**Data for this task:**
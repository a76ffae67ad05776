use actix_web::{HttpResponse, ResponseError};
use serde_json::json;
use thiserror::Error;

pub type AppResult<T> = Result<T, AppError>;

#[derive(Error, Debug)]
pub enum AppError {
    #[error("Validation error: {0}")]
    ValidationError(String),

    #[error("Auth error: {0}")]
    AuthError(String),

    #[error("Not found: {0}")]
    NotFound(String),

    #[error("Version conflict: {0}")]
    Conflict(String),

    #[error("Store unavailable: {0}")]
    StoreUnavailable(String),

    #[error("Config error: {0}")]
    ConfigError(String),

    #[error("Internal server error: {0}")]
    InternalError(String),

    #[error("HTTP request error: {0}")]
    ReqwestError(#[from] reqwest::Error),

    #[error("JSON serialization/deserialization error: {0}")]
    SerdeJsonError(#[from] serde_json::Error),
}

impl AppError {
    pub fn is_conflict(&self) -> bool {
        matches!(self, AppError::Conflict(_))
    }

    pub fn is_not_found(&self) -> bool {
        matches!(self, AppError::NotFound(_))
    }
}

impl ResponseError for AppError {
    fn status_code(&self) -> actix_web::http::StatusCode {
        use actix_web::http::StatusCode;
        match self {
            AppError::ValidationError(_) => StatusCode::BAD_REQUEST,
            AppError::AuthError(_) => StatusCode::UNAUTHORIZED,
            AppError::NotFound(_) => StatusCode::NOT_FOUND,
            AppError::Conflict(_) => StatusCode::CONFLICT,
            AppError::StoreUnavailable(_) => StatusCode::SERVICE_UNAVAILABLE,
            _ => StatusCode::INTERNAL_SERVER_ERROR,
        }
    }

    fn error_response(&self) -> HttpResponse {
        let (error_code, message) = match self {
            AppError::ValidationError(msg) => {
                log::warn!("Validation error: {msg}");
                ("VALIDATION_ERROR", msg.clone())
            }
            AppError::AuthError(msg) => {
                log::warn!("Authentication error: {msg}");
                ("AUTH_ERROR", msg.clone())
            }
            AppError::NotFound(msg) => ("NOT_FOUND", msg.clone()),
            AppError::Conflict(msg) => {
                log::warn!("Version conflict: {msg}");
                ("CONFLICT", msg.clone())
            }
            AppError::StoreUnavailable(msg) => {
                log::error!("Store unavailable: {msg}");
                ("STORE_UNAVAILABLE", "Storage is unavailable".to_string())
            }
            _ => {
                log::error!("Internal error: {self}");
                ("INTERNAL_ERROR", "Internal server error".to_string())
            }
        };

        HttpResponse::build(self.status_code()).json(json!({
            "success": false,
            "message": message,
            "error": {
                "code": error_code,
                "message": message
            }
        }))
    }
}
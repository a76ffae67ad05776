use chrono::{DateTime, Utc};
use serde_json::Value;

use crate::error::AppResult;
use crate::store::{CollectionKey, Repository};
use crate::utils::{DrawSchedule, normalize_archive_name, validate_archive_name};

/// `log/` 目录下的历史归档
#[derive(Clone)]
pub struct ArchiveService {
    repo: Repository,
    schedule: DrawSchedule,
}

impl ArchiveService {
    pub fn new(repo: Repository, schedule: DrawSchedule) -> Self {
        Self { repo, schedule }
    }

    /// 归档文件名列表; 目录不存在时返回 `NotFound`
    pub async fn list(&self) -> AppResult<Vec<String>> {
        let names = self.repo.store().list(CollectionKey::LOG_DIR).await?;
        Ok(names.into_iter().filter(|n| n.ends_with(".json")).collect())
    }

    pub async fn get(&self, filename: &str) -> AppResult<Vec<Value>> {
        validate_archive_name(filename)?;
        let (records, _) = self
            .repo
            .load_existing(&CollectionKey::Log(filename.to_string()))
            .await?;
        Ok(records)
    }

    /// 把当前历史保存为归档, 同名归档会被覆盖; 返回最终文件名
    pub async fn save_snapshot(
        &self,
        filename: Option<&str>,
        now: DateTime<Utc>,
    ) -> AppResult<String> {
        let name = match filename.map(str::trim).filter(|n| !n.is_empty()) {
            Some(name) => normalize_archive_name(name)?,
            None => normalize_archive_name(&self.schedule.date_label(now))?,
        };

        let (history, _) = self.repo.load::<Value>(&CollectionKey::History).await?;
        let count = history.len();
        self.repo
            .update(&CollectionKey::Log(name.clone()), move |items: &mut Vec<Value>| {
                *items = history.clone();
                Ok(())
            })
            .await?;

        log::info!("Saved {count} history records to log/{name}");
        Ok(name)
    }
}
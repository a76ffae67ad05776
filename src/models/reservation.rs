use serde::{Deserialize, Serialize};
use utoipa::ToSchema;

/// 已预约的号码
#[derive(Debug, Clone, PartialEq, Eq, Serialize, Deserialize, ToSchema)]
pub struct Reservation {
    pub number: u32,
    pub nickname: String,
}

/// 预约请求; 昵称为空表示释放该号码
#[derive(Debug, Clone, Deserialize, ToSchema)]
pub struct ReserveRequest {
    pub number: Option<u32>,
    pub nickname: Option<String>,
}
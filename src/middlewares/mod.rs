pub mod cors;

pub use cors::create_cors;
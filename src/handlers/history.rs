use crate::models::*;
use crate::services::HistoryService;
use actix_web::{HttpResponse, ResponseError, Result, web};
use serde_json::json;

#[utoipa::path(
    get,
    path = "/history",
    tag = "history",
    responses(
        (status = 200, description = "开奖历史", body = [DrawRecord]),
        (status = 503, description = "存储不可用")
    )
)]
/// 获取全部开奖历史 (每次都从存储读取)
pub async fn get_history(service: web::Data<HistoryService>) -> Result<HttpResponse> {
    match service.list().await {
        Ok(list) => Ok(HttpResponse::Ok().json(ApiResponse::success(list))),
        Err(e) => Ok(e.error_response()),
    }
}

#[utoipa::path(
    post,
    path = "/add-history",
    tag = "history",
    request_body = AddHistoryRequest,
    responses(
        (status = 200, description = "记录已添加", body = DrawRecord),
        (status = 400, description = "日期或号码缺失")
    )
)]
pub async fn add_history(
    service: web::Data<HistoryService>,
    req: web::Json<AddHistoryRequest>,
) -> Result<HttpResponse> {
    match service.add(req.into_inner()).await {
        Ok(record) => Ok(HttpResponse::Ok().json(ApiResponse::success_with_message(
            record,
            "Record added",
        ))),
        Err(e) => Ok(e.error_response()),
    }
}

#[utoipa::path(
    post,
    path = "/save-history",
    tag = "history",
    request_body = [DrawRecord],
    responses(
        (status = 200, description = "历史已整体替换"),
        (status = 400, description = "记录无效")
    )
)]
/// 用请求体整体替换开奖历史
pub async fn save_history(
    service: web::Data<HistoryService>,
    req: web::Json<Vec<DrawRecord>>,
) -> Result<HttpResponse> {
    match service.replace(req.into_inner()).await {
        Ok(count) => Ok(HttpResponse::Ok().json(json!({
            "success": true,
            "data": { "count": count },
            "message": "History saved"
        }))),
        Err(e) => Ok(e.error_response()),
    }
}

#[utoipa::path(
    post,
    path = "/delete-history",
    tag = "history",
    request_body = DeleteHistoryRequest,
    responses(
        (status = 200, description = "记录已删除"),
        (status = 404, description = "记录不存在")
    )
)]
pub async fn delete_history(
    service: web::Data<HistoryService>,
    req: web::Json<DeleteHistoryRequest>,
) -> Result<HttpResponse> {
    let req = req.into_inner();
    delete_response(service.delete(req.date.as_deref(), req.number).await)
}

#[utoipa::path(
    delete,
    path = "/history/{date}/{number}",
    tag = "history",
    params(
        ("date" = String, Path, description = "开奖日期 (DD.MM.YYYY)"),
        ("number" = u32, Path, description = "开奖号码")
    ),
    responses(
        (status = 200, description = "记录已删除"),
        (status = 404, description = "记录不存在")
    )
)]
pub async fn delete_history_by_path(
    service: web::Data<HistoryService>,
    path: web::Path<(String, u32)>,
) -> Result<HttpResponse> {
    let (date, number) = path.into_inner();
    delete_response(service.delete(Some(&date), Some(number)).await)
}

fn delete_response(result: crate::error::AppResult<usize>) -> Result<HttpResponse> {
    match result {
        Ok(removed) => Ok(HttpResponse::Ok().json(json!({
            "success": true,
            "data": { "removed": removed },
            "message": "Record deleted"
        }))),
        Err(e) => Ok(e.error_response()),
    }
}

#[utoipa::path(
    post,
    path = "/update-winner",
    tag = "history",
    request_body = UpdateWinnerRequest,
    responses(
        (status = 200, description = "中奖者已更新"),
        (status = 400, description = "参数错误"),
        (status = 404, description = "记录不存在")
    )
)]
pub async fn update_winner(
    service: web::Data<HistoryService>,
    req: web::Json<UpdateWinnerRequest>,
) -> Result<HttpResponse> {
    let req = req.into_inner();
    match service
        .update_winner(req.date.as_deref(), req.number, req.name)
        .await
    {
        Ok(()) => Ok(HttpResponse::Ok().json(ApiResponse::ok())),
        Err(e) => Ok(e.error_response()),
    }
}

#[utoipa::path(
    post,
    path = "/update-winner-prize",
    tag = "history",
    request_body = UpdateWinnerPrizeRequest,
    responses(
        (status = 200, description = "奖品已保存, 返回最新历史", body = HistoryResponse),
        (status = 404, description = "中奖者不存在")
    )
)]
/// 为中奖者设置奖品 (允许空值清除)
pub async fn update_winner_prize(
    service: web::Data<HistoryService>,
    req: web::Json<UpdateWinnerPrizeRequest>,
) -> Result<HttpResponse> {
    let req = req.into_inner();
    match service
        .update_winner_prize(req.date.as_deref(), req.name.as_deref(), req.prize)
        .await
    {
        Ok(history) => Ok(HttpResponse::Ok().json(HistoryResponse {
            success: true,
            history,
        })),
        Err(e) => Ok(e.error_response()),
    }
}

/// 路由配置
pub fn history_config(cfg: &mut web::ServiceConfig) {
    cfg.route("/history", web::get().to(get_history))
        .route("/history/{date}/{number}", web::delete().to(delete_history_by_path))
        .route("/add-history", web::post().to(add_history))
        .route("/save-history", web::post().to(save_history))
        .route("/delete-history", web::post().to(delete_history))
        .route("/update-winner", web::post().to(update_winner))
        .route("/update-winner-prize", web::post().to(update_winner_prize));
}
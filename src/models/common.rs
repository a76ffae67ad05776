use serde::{Deserialize, Serialize};
use utoipa::ToSchema;

/// 统一响应包装: `{ success, data?, message? }`
#[derive(Debug, Serialize, Deserialize, ToSchema)]
pub struct ApiResponse<T> {
    pub success: bool,
    #[serde(skip_serializing_if = "Option::is_none")]
    pub data: Option<T>,
    #[serde(skip_serializing_if = "Option::is_none")]
    pub message: Option<String>,
    #[serde(skip_serializing_if = "Option::is_none")]
    pub error: Option<ApiError>,
}

#[derive(Debug, Serialize, Deserialize, ToSchema)]
pub struct ApiError {
    pub code: String,
    pub message: String,
}

impl<T> ApiResponse<T> {
    pub fn success(data: T) -> Self {
        Self {
            success: true,
            data: Some(data),
            message: None,
            error: None,
        }
    }

    pub fn success_with_message(data: T, message: impl Into<String>) -> Self {
        Self {
            success: true,
            data: Some(data),
            message: Some(message.into()),
            error: None,
        }
    }
}

impl ApiResponse<()> {
    pub fn ok() -> Self {
        Self {
            success: true,
            data: None,
            message: None,
            error: None,
        }
    }

    pub fn ok_with_message(message: impl Into<String>) -> Self {
        Self {
            success: true,
            data: None,
            message: Some(message.into()),
            error: None,
        }
    }
}
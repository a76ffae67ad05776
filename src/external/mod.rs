pub mod github;

pub use github::*;
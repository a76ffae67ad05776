use async_trait::async_trait;
use serde_json::Value;
use std::io::ErrorKind;
use std::path::{Path, PathBuf};
use tokio::sync::Mutex;

use super::{CollectionKey, Snapshot, Store, Version, parse_records};
use crate::error::{AppError, AppResult};

/// 本地文件存储, 版本号为文件内容的 MD5
pub struct LocalStore {
    root: PathBuf,
    // 版本检查与写入必须是原子的
    write_lock: Mutex<()>,
}

impl LocalStore {
    pub fn new(root: impl AsRef<Path>) -> Self {
        Self {
            root: root.as_ref().to_path_buf(),
            write_lock: Mutex::new(()),
        }
    }

    fn file_path(&self, key: &CollectionKey) -> PathBuf {
        self.root.join(key.path())
    }

    fn version_of(bytes: &[u8]) -> Version {
        Version::new(format!("{:x}", md5::compute(bytes)))
    }

    async fn current_version(&self, path: &Path) -> AppResult<Version> {
        match tokio::fs::read(path).await {
            Ok(bytes) => Ok(Self::version_of(&bytes)),
            Err(e) if e.kind() == ErrorKind::NotFound => Ok(Version::absent()),
            Err(e) => Err(io_error(path, e)),
        }
    }
}

fn io_error(path: &Path, e: std::io::Error) -> AppError {
    AppError::StoreUnavailable(format!("{}: {e}", path.display()))
}

#[async_trait]
impl Store for LocalStore {
    async fn read(&self, key: &CollectionKey) -> AppResult<Snapshot> {
        let path = self.file_path(key);
        let bytes = match tokio::fs::read(&path).await {
            Ok(bytes) => bytes,
            Err(e) if e.kind() == ErrorKind::NotFound => {
                return Err(AppError::NotFound(format!("{key} not found")));
            }
            Err(e) => return Err(io_error(&path, e)),
        };

        Ok(Snapshot {
            records: parse_records(key, &bytes)?,
            version: Self::version_of(&bytes),
        })
    }

    async fn write(
        &self,
        key: &CollectionKey,
        records: &[Value],
        expected: &Version,
    ) -> AppResult<Version> {
        let path = self.file_path(key);
        let _guard = self.write_lock.lock().await;

        let current = self.current_version(&path).await?;
        if &current != expected {
            return Err(AppError::Conflict(format!("{key} was modified concurrently")));
        }

        let bytes = serde_json::to_vec_pretty(records)?;
        if let Some(parent) = path.parent() {
            tokio::fs::create_dir_all(parent)
                .await
                .map_err(|e| io_error(parent, e))?;
        }

        // 先写临时文件再重命名, 避免读到半截内容
        let tmp_path = path.with_extension("json.tmp");
        tokio::fs::write(&tmp_path, &bytes)
            .await
            .map_err(|e| io_error(&tmp_path, e))?;
        tokio::fs::rename(&tmp_path, &path)
            .await
            .map_err(|e| io_error(&path, e))?;

        Ok(Self::version_of(&bytes))
    }

    async fn list(&self, dir: &str) -> AppResult<Vec<String>> {
        let path = self.root.join(dir);
        let mut entries = match tokio::fs::read_dir(&path).await {
            Ok(entries) => entries,
            Err(e) if e.kind() == ErrorKind::NotFound => {
                return Err(AppError::NotFound(format!("directory {dir} not found")));
            }
            Err(e) => return Err(io_error(&path, e)),
        };

        let mut names = Vec::new();
        while let Some(entry) = entries.next_entry().await.map_err(|e| io_error(&path, e))? {
            let is_file = entry
                .file_type()
                .await
                .map(|t| t.is_file())
                .unwrap_or(false);
            if is_file && let Some(name) = entry.file_name().to_str() {
                names.push(name.to_string());
            }
        }
        names.sort();
        Ok(names)
    }
}
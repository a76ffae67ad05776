use crate::error::{AppError, AppResult};
use crate::models::*;
use crate::services::ArchiveService;
use actix_web::{HttpResponse, ResponseError, Result, web};
use chrono::Utc;

#[utoipa::path(
    get,
    path = "/log",
    tag = "log",
    responses(
        (status = 200, description = "归档文件名列表", body = [String]),
        (status = 404, description = "归档目录不存在")
    )
)]
pub async fn list_logs(service: web::Data<ArchiveService>) -> Result<HttpResponse> {
    match service.list().await {
        Ok(names) => Ok(HttpResponse::Ok().json(ApiResponse::success(names))),
        Err(e) => Ok(e.error_response()),
    }
}

#[utoipa::path(
    get,
    path = "/log/{filename}",
    tag = "log",
    params(
        ("filename" = String, Path, description = "归档文件名 (*.json)")
    ),
    responses(
        (status = 200, description = "归档内容"),
        (status = 400, description = "文件名非法"),
        (status = 404, description = "归档不存在")
    )
)]
pub async fn get_log(
    service: web::Data<ArchiveService>,
    filename: web::Path<String>,
) -> Result<HttpResponse> {
    match service.get(&filename).await {
        Ok(records) => Ok(HttpResponse::Ok().json(ApiResponse::success(records))),
        Err(e) => Ok(e.error_response()),
    }
}

#[utoipa::path(
    post,
    path = "/save-to-log",
    tag = "log",
    request_body = SaveToLogRequest,
    responses(
        (status = 200, description = "历史已归档, 返回文件名"),
        (status = 400, description = "文件名非法")
    )
)]
/// 把当前开奖历史保存到 `log/` 目录
///
/// 请求体可以为空 (使用默认文件名), 但不能是无法解析的 JSON。
pub async fn save_to_log(
    service: web::Data<ArchiveService>,
    body: web::Bytes,
) -> Result<HttpResponse> {
    let req = match parse_save_request(&body) {
        Ok(req) => req,
        Err(e) => return Ok(e.error_response()),
    };
    match service.save_snapshot(req.filename.as_deref(), Utc::now()).await {
        Ok(name) => Ok(HttpResponse::Ok().json(ApiResponse::success_with_message(
            name,
            "History saved to log",
        ))),
        Err(e) => Ok(e.error_response()),
    }
}

fn parse_save_request(body: &[u8]) -> AppResult<SaveToLogRequest> {
    if body.iter().all(u8::is_ascii_whitespace) {
        return Ok(SaveToLogRequest::default());
    }
    serde_json::from_slice(body)
        .map_err(|e| AppError::ValidationError(format!("Invalid request body: {e}")))
}

pub fn log_config(cfg: &mut web::ServiceConfig) {
    cfg.route("/log", web::get().to(list_logs))
        .route("/log/{filename}", web::get().to(get_log))
        .route("/save-to-log", web::post().to(save_to_log));
}

#[cfg(test)]
mod tests {
    use super::*;

    #[test]
    fn test_parse_save_request() {
        assert!(parse_save_request(b"").unwrap().filename.is_none());
        assert!(parse_save_request(b" \n").unwrap().filename.is_none());
        assert_eq!(
            parse_save_request(br#"{"filename":"jan"}"#).unwrap().filename.as_deref(),
            Some("jan")
        );
        assert!(parse_save_request(br#"{"filename": "../x""#).is_err());
    }
}
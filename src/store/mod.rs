//! 持久化适配层
//!
//! 所有集合都是 JSON 数组, 以版本号做乐观并发控制: 每次写入都必须携带
//! 上一次读取得到的版本号, 版本过期时返回 `AppError::Conflict`。
//! 本地文件与 GitHub 内容 API 两种实现通过配置选择。

pub mod local;
pub mod repository;

pub use local::LocalStore;
pub use repository::Repository;

use async_trait::async_trait;
use serde_json::Value;
use std::fmt;
use std::sync::Arc;
use std::time::Duration;

use crate::config::{StoreBackend, StoreConfig};
use crate::error::{AppError, AppResult};
use crate::external::GithubContentStore;

/// 集合键, 对应存储中的一个 JSON 文件
#[derive(Debug, Clone, PartialEq, Eq, Hash)]
pub enum CollectionKey {
    History,
    Names,
    Prizes,
    /// `log/` 目录下的历史归档, 名称需先经过 `validate_archive_name`
    Log(String),
}

impl CollectionKey {
    pub const LOG_DIR: &'static str = "log";

    pub fn path(&self) -> String {
        match self {
            CollectionKey::History => "history.json".to_string(),
            CollectionKey::Names => "names.json".to_string(),
            CollectionKey::Prizes => "prizes.json".to_string(),
            CollectionKey::Log(name) => format!("{}/{}", Self::LOG_DIR, name),
        }
    }
}

impl fmt::Display for CollectionKey {
    fn fmt(&self, f: &mut fmt::Formatter<'_>) -> fmt::Result {
        f.write_str(&self.path())
    }
}

/// 集合版本号; `None` 表示集合尚不存在
#[derive(Debug, Clone, PartialEq, Eq, Default)]
pub struct Version(Option<String>);

impl Version {
    pub fn absent() -> Self {
        Version(None)
    }

    pub fn new(token: impl Into<String>) -> Self {
        Version(Some(token.into()))
    }

    pub fn token(&self) -> Option<&str> {
        self.0.as_deref()
    }

    pub fn is_absent(&self) -> bool {
        self.0.is_none()
    }
}

/// 一次读取的结果: 记录 + 版本号
#[derive(Debug, Clone)]
pub struct Snapshot {
    pub records: Vec<Value>,
    pub version: Version,
}

/// 解析集合文件内容; 空文件 (或只有空白) 视为空集合
pub(crate) fn parse_records(key: &CollectionKey, bytes: &[u8]) -> AppResult<Vec<Value>> {
    if bytes.iter().all(u8::is_ascii_whitespace) {
        return Ok(Vec::new());
    }
    serde_json::from_slice(bytes)
        .map_err(|e| AppError::StoreUnavailable(format!("{key} is not a JSON array: {e}")))
}

#[async_trait]
pub trait Store: Send + Sync {
    /// 读取集合; 不存在时返回 `NotFound`, 传输或鉴权失败返回 `StoreUnavailable`
    async fn read(&self, key: &CollectionKey) -> AppResult<Snapshot>;

    /// 条件写入; `expected` 过期时返回 `Conflict`, 成功返回新版本号
    async fn write(
        &self,
        key: &CollectionKey,
        records: &[Value],
        expected: &Version,
    ) -> AppResult<Version>;

    /// 列出目录下的文件名 (按名称排序); 目录不存在时返回 `NotFound`
    async fn list(&self, dir: &str) -> AppResult<Vec<String>>;
}

/// 按配置创建存储实现
pub fn build_store(config: &StoreConfig) -> AppResult<Arc<dyn Store>> {
    match config.backend {
        StoreBackend::Local => {
            log::info!("Using local store at {}", config.data_dir);
            Ok(Arc::new(LocalStore::new(&config.data_dir)))
        }
        StoreBackend::Github => {
            let github = &config.github;
            if !github.has_credentials() {
                log::error!(
                    "GitHub store credentials are missing, storage endpoints will be unavailable"
                );
            } else {
                log::info!(
                    "Using GitHub store {}/{}@{}",
                    github.owner,
                    github.repo,
                    github.branch
                );
            }
            let store =
                GithubContentStore::new(github.clone(), Duration::from_secs(config.timeout_secs))?;
            Ok(Arc::new(store))
        }
    }
}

**Task statement:** Which lines of the listing include the string "Option"? Pull them out.

**Task answer:**
        filename: Option<&str>,
    pub number: Option<u32>,
    pub nickname: Option<String>,
    #[serde(skip_serializing_if = "Option::is_none")]
    pub data: Option<T>,
    #[serde(skip_serializing_if = "Option::is_none")]
    pub message: Option<String>,
    #[serde(skip_serializing_if = "Option::is_none")]
    pub error: Option<ApiError>,
pub struct Version(Option<String>);
    pub fn token(&self) -> Option<&str> {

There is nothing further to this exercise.